I don’t want to go on about the Mackay situation but what I will say is that not every one of our football fans is a white Stone Island wearing Anglo Saxon male. We have grown as a club just as society has grown.
We have black and Asian fans, we have Jewish fans, we have Muslim fans, we have gay fans, we even have women watching us these days! No, I’ve no idea who’s at home getting the tea ready either! Have some of that Stan Boardman fans!
But do you know what – we are not such a big football club that we can’t afford to not be all inclusive because there’s enough people out there who hate Wigan Athletic already, many of them in our own town without us falling out with each other.
We have fans who are 8 and fans that are 80. Fans that are unemployed, struggling to bring up a young family, fans who are infirm or disabled, fans who are exiled through work or are in the Armed Forces serving abroad.
Fans who for whatever reason can’t make every game, whether they did in the past or they never have been able to. It doesn’t mean they are less of a fan than you or me. Let’s not get into slagging off people who fall into those categories because it’s just not as simple as that.
There seems to be this mentality of “Let’s all stick together” followed rapidly by a “not like that lot over there with their different opinions”. Kind of defeats the object doesn’t it?
Debate and discuss our current plight as much as you like but let’s not turn on each other. it’s a difficult thing to do to stay united when a football club is in turmoil but the fans are the one constant who will be around long after all of the above have shuffled off. We’re better than that or at least we can be.
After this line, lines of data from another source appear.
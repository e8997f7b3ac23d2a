//! Dynamic resolution of code units into loadable types.
//!
//! A [`ResolutionContext`] spans every package found by one load operation, so a
//! module in one package may import from a module that only exists in another.
//! Imports name the exporting unit by its qualified name:
//!
//! ```wat
//! (import "shared.Greeting" "value" (func $value (result i32)))
//! ```
//!
//! Imports from one of the host namespaces are left to the host's linker.

use std::collections::{ HashMap, HashSet };
use std::sync::{ Arc, Mutex, PoisonError };
use itertools::Itertools ;
use pipe_trait::Pipe ;
use thiserror::Error ;
use wasmtime::{ Engine, ExternType, ImportType, Module, Mutability, RefType, ValType };

use crate::{ ArchiveError, CodeUnitRef, PackageRef };
use crate::code_unit::read_unit ;



/// Errors raised when a code unit cannot be resolved into a [`ResolvedType`].
#[derive( Error, Debug )]
pub enum ResolveError {
	/// The unit is not known to the context.
	#[error( "Unknown code unit: {0}" )] UnknownUnit( String ),
	/// The unit's bytes could not be read from its package.
	#[error( "Cannot read code unit: {0}" )] Unreadable( #[source] ArchiveError ),
	/// The unit is not a valid WebAssembly module.
	#[error( "Invalid module: {0}" )] InvalidModule( #[source] wasmtime::Error ),
	/// An import names a unit that none of the packages provide.
	#[error( "Missing dependency {module} (imported item '{item}')" )]
	MissingDependency { module: String, item: String },
	/// The imported unit exists but does not export the imported item.
	#[error( "{module} does not export '{item}'" )]
	MissingExport { module: String, item: String },
	/// The imported unit exports the item, but as a different kind of extern.
	#[error( "{module} exports '{item}' as a {found}, but it is imported as a {expected}" )]
	ExportKindMismatch { module: String, item: String, expected: &'static str, found: &'static str },
	/// The imported unit exports the item as the right kind of extern, but its
	/// type does not satisfy the import.
	#[error( "{module} exports the {kind} '{item}' with a type that does not match its import" )]
	ExportTypeMismatch { module: String, item: String, kind: &'static str },
	/// Units import from each other in a loop.
	#[error( "Circular dependency: {}", chain.join( " -> " ))]
	CircularDependency { chain: Vec<String> },
	/// A dependency of the unit failed to resolve.
	#[error( "Dependency {name} failed to resolve: {source}" )]
	Dependency { name: String, #[source] source: Box<ResolveError> },
}

/// A compiled, not yet instantiated code unit together with the units it imports from.
#[derive( Clone )]
pub struct ResolvedType {
	qualified_name: String,
	package: PackageRef,
	module: Module,
	dependencies: Vec<Arc<ResolvedType>>,
}

impl ResolvedType {
	/// Fully qualified name of the unit.
	#[inline] pub fn qualified_name( &self ) -> &str { &self.qualified_name }
	/// The package the unit was loaded from.
	#[inline] pub fn package( &self ) -> &PackageRef { &self.package }
	/// The compiled module.
	#[inline] pub fn module( &self ) -> &Module { &self.module }
	/// Units this one imports from, each listed once.
	#[inline] pub fn dependencies( &self ) -> &[Arc<ResolvedType>] { &self.dependencies }
}

impl std::fmt::Debug for ResolvedType {
	fn fmt( &self, f: &mut std::fmt::Formatter<'_> ) -> std::fmt::Result {
		f.debug_struct( "ResolvedType" )
			.field( "qualified_name", &self.qualified_name )
			.field( "package", &self.package )
			.field( "module", &"<Module>" )
			.field( "dependencies", &self.dependencies.iter().map(| dependency | dependency.qualified_name() ).collect::<Vec<_>>() )
			.finish()
	}
}

/// The resolution scope of a single load operation.
///
/// The unit index is built once from the unit listings of every readable
/// package and never modified afterwards. When two packages define the same
/// qualified name, the one listed first wins. Resolved types are memoised, so
/// every unit is read and compiled at most once per context.
pub struct ResolutionContext {
	engine: Engine,
	units: HashMap<String, CodeUnitRef>,
	host_namespaces: HashSet<String>,
	resolved: Mutex<HashMap<String, Arc<ResolvedType>>>,
}

impl std::fmt::Debug for ResolutionContext {
	fn fmt( &self, f: &mut std::fmt::Formatter<'_> ) -> std::fmt::Result {
		f.debug_struct( "ResolutionContext" )
			.field( "units", &self.units.keys().collect::<Vec<_>>() )
			.field( "host_namespaces", &self.host_namespaces )
			.finish_non_exhaustive()
	}
}

impl ResolutionContext {

	/// Builds a context over the given package listings.
	///
	/// `host_namespaces` are import module names the host's linker provides.
	/// Imports from them are not resolved against the packages.
	pub fn new<'a>(
		engine: &Engine,
		listings: impl IntoIterator<Item = &'a [CodeUnitRef]>,
		host_namespaces: impl IntoIterator<Item = impl Into<String>>,
	) -> Self {
		let units = listings.into_iter()
			.flatten()
			.fold( HashMap::new(), | mut units: HashMap<String, CodeUnitRef>, unit | {
				match units.get( unit.qualified_name() ) {
					Some( winner ) => tracing::warn!(
						unit = unit.qualified_name(),
						package = %unit.package(),
						shadowed_by = %winner.package(),
						"Code unit is shadowed by an earlier package",
					),
					None => { units.insert( unit.qualified_name().to_string(), unit.clone() ); }
				}
				units
			});
		Self {
			engine: engine.clone(),
			units,
			host_namespaces: host_namespaces.into_iter().map( Into::into ).collect(),
			resolved: Mutex::default(),
		}
	}

	/// The engine units are compiled with.
	#[inline] pub fn engine( &self ) -> &Engine { &self.engine }

	/// Number of distinct qualified names in the context.
	#[inline] pub fn len( &self ) -> usize { self.units.len() }

	/// Whether the context holds no units.
	#[inline] pub fn is_empty( &self ) -> bool { self.units.is_empty() }

	/// Returns `true` if `unit` is the definition its qualified name resolves to,
	/// `false` if another package's unit of the same name shadows it.
	pub fn is_visible( &self, unit: &CodeUnitRef ) -> bool {
		self.units.get( unit.qualified_name() )
			.is_some_and(| winner | winner.package() == unit.package() && winner.entry_path() == unit.entry_path() )
	}

	/// Looks up the unit a qualified name resolves to.
	pub fn find( &self, qualified_name: &str ) -> Option<&CodeUnitRef> {
		self.units.get( qualified_name )
	}

	/// Compiles `unit` and resolves everything it imports.
	///
	/// Resolving the same unit again, directly or as a dependency, returns the
	/// memoised type. A unit shadowed by another package is resolved on its own
	/// and never memoised.
	///
	/// # Errors
	/// Returns [`ResolveError`] if the unit or any unit it depends on cannot be
	/// read, compiled, or found, or if an import does not match the export it
	/// names.
	pub fn resolve( &self, unit: &CodeUnitRef ) -> Result<Arc<ResolvedType>, ResolveError> {
		if !self.units.contains_key( unit.qualified_name() ) {
			return Err( ResolveError::UnknownUnit( unit.qualified_name().to_string() ));
		}
		self.resolve_unit( unit, &mut Vec::new() )
	}

	/// Resolves a unit by qualified name.
	///
	/// # Errors
	/// See [`resolve`]( Self::resolve ).
	pub fn resolve_name( &self, qualified_name: &str ) -> Result<Arc<ResolvedType>, ResolveError> {
		let unit = self.find( qualified_name )
			.ok_or_else(|| ResolveError::UnknownUnit( qualified_name.to_string() ))?;
		self.resolve_unit( unit, &mut Vec::new() )
	}

	fn memoised( &self, qualified_name: &str ) -> Option<Arc<ResolvedType>> {
		self.resolved.lock().unwrap_or_else( PoisonError::into_inner ).get( qualified_name ).cloned()
	}

	fn resolve_unit(
		&self,
		unit: &CodeUnitRef,
		chain: &mut Vec<String>,
	) -> Result<Arc<ResolvedType>, ResolveError> {

		let visible = self.is_visible( unit );
		if let Some( resolved ) = self.memoised( unit.qualified_name() ).filter(| _ | visible ) { return Ok( resolved ) }

		let bytes = read_unit( unit ).map_err( ResolveError::Unreadable )?;
		let module = Module::new( &self.engine, &bytes ).map_err( ResolveError::InvalidModule )?;

		chain.push( unit.qualified_name().to_string() );
		let dependencies = module.imports()
			.filter(| import | !self.host_namespaces.contains( import.module() ))
			.map(| import | self.resolve_import( &import, chain ))
			.collect::<Result<Vec<_>, _>>();
		chain.pop();

		let dependencies = dependencies?.into_iter()
			.unique_by(| dependency | dependency.qualified_name().to_string() )
			.collect();

		tracing::debug!( unit = unit.qualified_name(), package = %unit.package(), "Resolved code unit" );

		let resolved = ResolvedType {
			qualified_name: unit.qualified_name().to_string(),
			package: unit.package().clone(),
			module,
			dependencies,
		}.pipe( Arc::new );
		if !visible { return Ok( resolved ) }

		let mut memo = self.resolved.lock().unwrap_or_else( PoisonError::into_inner );
		Ok( Arc::clone( memo.entry( unit.qualified_name().to_string() ).or_insert( resolved )))

	}

	fn resolve_import(
		&self,
		import: &ImportType<'_>,
		chain: &mut Vec<String>,
	) -> Result<Arc<ResolvedType>, ResolveError> {

		let name = import.module();
		if chain.iter().any(| link | link == name ) {
			let mut chain = chain.clone();
			chain.push( name.to_string() );
			return Err( ResolveError::CircularDependency { chain });
		}

		let unit = self.units.get( name ).ok_or_else(|| ResolveError::MissingDependency {
			module: name.to_string(),
			item: import.name().to_string(),
		})?;
		let dependency = self.resolve_unit( unit, chain )
			.map_err(| err | ResolveError::Dependency { name: name.to_string(), source: Box::new( err ) })?;

		let expected = import.ty();
		match dependency.module().get_export( import.name() ) {
			None => Err( ResolveError::MissingExport { module: name.to_string(), item: import.name().to_string() }),
			Some( found ) if extern_kind( &found ) != extern_kind( &expected ) => Err( ResolveError::ExportKindMismatch {
				module: name.to_string(),
				item: import.name().to_string(),
				expected: extern_kind( &expected ),
				found: extern_kind( &found ),
			}),
			Some( found ) if !satisfies( &found, &expected ) => Err( ResolveError::ExportTypeMismatch {
				module: name.to_string(),
				item: import.name().to_string(),
				kind: extern_kind( &expected ),
			}),
			Some( _ ) => Ok( dependency ),
		}

	}

}

/// Whether an export of type `found` can be linked to an import of type `expected`.
/// Both must be of the same kind.
fn satisfies( found: &ExternType, expected: &ExternType ) -> bool {
	match ( found, expected ) {
		( ExternType::Func( found ), ExternType::Func( expected )) => found.matches( expected ),
		( ExternType::Global( found ), ExternType::Global( expected )) => found.mutability() == expected.mutability()
			&& match found.mutability() {
				Mutability::Const => found.content().matches( expected.content() ),
				Mutability::Var => ValType::eq( found.content(), expected.content() ),
			},
		( ExternType::Table( found ), ExternType::Table( expected )) => found.is_64() == expected.is_64()
			&& RefType::eq( found.element(), expected.element() )
			&& limits_satisfy(( found.minimum(), found.maximum() ), ( expected.minimum(), expected.maximum() )),
		( ExternType::Memory( found ), ExternType::Memory( expected )) => found.is_64() == expected.is_64()
			&& found.is_shared() == expected.is_shared()
			&& found.page_size_log2() == expected.page_size_log2()
			&& limits_satisfy(( found.minimum(), found.maximum() ), ( expected.minimum(), expected.maximum() )),
		_ => true,
	}
}

fn limits_satisfy(( found_min, found_max ): ( u64, Option<u64> ), ( expected_min, expected_max ): ( u64, Option<u64> )) -> bool {
	found_min >= expected_min && match ( found_max, expected_max ) {
		( _, None ) => true,
		( Some( found_max ), Some( expected_max )) => found_max <= expected_max,
		( None, Some( _ )) => false,
	}
}

pub(crate) fn extern_kind( ty: &ExternType ) -> &'static str {
	match ty {
		ExternType::Func( _ ) => "function",
		ExternType::Global( _ ) => "global",
		ExternType::Table( _ ) => "table",
		ExternType::Memory( _ ) => "memory",
		#[allow( unreachable_patterns )]
		_ => "tag",
	}
}
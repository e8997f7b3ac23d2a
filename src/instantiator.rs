use std::collections::HashSet ;
use thiserror::Error ;
use wasmtime::{ Instance, Linker, Store };

use crate::{ PluginInstance, PluginState, ResolvedType, CallError };



/// Errors raised while constructing a plugin instance.
#[derive( Error, Debug )]
pub enum InstantiationError {
	/// A unit the plugin imports from could not be instantiated.
	#[error( "Failed to instantiate dependency {name}: {source}" )]
	Dependency { name: String, #[source] source: wasmtime::Error },
	/// The plugin itself could not be instantiated, e.g. a host import is
	/// missing or its start function trapped.
	#[error( "Failed to instantiate module: {0}" )]
	Instantiate( #[source] wasmtime::Error ),
	/// The plugin was instantiated but its metadata could not be read.
	#[error( "Failed to read plugin metadata: {0}" )]
	Metadata( #[source] CallError ),
}

/// A freshly instantiated module, not yet known to be a plugin.
pub(crate) struct Construction<Ctx: 'static> {
	pub(crate) store: Store<PluginState<Ctx>>,
	pub(crate) instance: Instance,
}

impl<Ctx: 'static> Construction<Ctx> {

	/// Reads the plugin's metadata and hands it over to the host.
	pub(crate) fn into_plugin( self, resolved: &ResolvedType ) -> Result<PluginInstance<Ctx>, InstantiationError> {
		PluginInstance::new(
			resolved.qualified_name(),
			resolved.package().path(),
			self.store,
			self.instance,
		).map_err( InstantiationError::Metadata )
	}

}

/// Instantiates `resolved` into a new store holding `context`.
///
/// Dependencies are instantiated first, deepest first, each at most once, and
/// registered on a copy of `linker` under their qualified names. `linker`
/// itself is left untouched.
pub(crate) fn construct<Ctx: 'static>(
	resolved: &ResolvedType,
	linker: &Linker<PluginState<Ctx>>,
	context: Ctx,
) -> Result<Construction<Ctx>, InstantiationError> {

	let mut store = Store::new( linker.engine(), PluginState::new( context ));
	let mut linker = linker.clone();
	let mut linked = HashSet::new();

	resolved.dependencies().iter()
		.try_for_each(| dependency | link_dependency( dependency, &mut linker, &mut store, &mut linked ))?;

	let instance = linker.instantiate( &mut store, resolved.module() )
		.map_err( InstantiationError::Instantiate )?;

	Ok( Construction { store, instance })

}

/// Constructs a plugin from a type that already passed the capability check.
///
/// # Errors
/// Returns [`InstantiationError`] if the module or one of its dependencies
/// cannot be instantiated, or if the plugin's metadata cannot be read.
pub fn instantiate<Ctx: 'static>(
	resolved: &ResolvedType,
	linker: &Linker<PluginState<Ctx>>,
	context: Ctx,
) -> Result<PluginInstance<Ctx>, InstantiationError> {
	construct( resolved, linker, context )?.into_plugin( resolved )
}

fn link_dependency<Ctx: 'static>(
	dependency: &ResolvedType,
	linker: &mut Linker<PluginState<Ctx>>,
	store: &mut Store<PluginState<Ctx>>,
	linked: &mut HashSet<String>,
) -> Result<(), InstantiationError> {

	if !linked.insert( dependency.qualified_name().to_string() ) { return Ok(()) }

	dependency.dependencies().iter()
		.try_for_each(| nested | link_dependency( nested, linker, store, linked ))?;

	let to_error = | source: wasmtime::Error | InstantiationError::Dependency { name: dependency.qualified_name().to_string(), source };
	let instance = linker.instantiate( &mut *store, dependency.module() ).map_err( to_error )?;
	linker.instance( &mut *store, dependency.qualified_name(), instance ).map_err( to_error )?;

	Ok(())

}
As I sit here typing these notes, my mate’s dad is critically ill in hospital after taking a fall at St Andrews yesterday. There’s lot of sympathy and perspective doing the rounds but you can bet this time next week the same feuding voices will be at each other throats again unless this miraculous upturn we’ve been expecting actually happens.
We all support the same team, albeit each in our own way. But above all we support each other.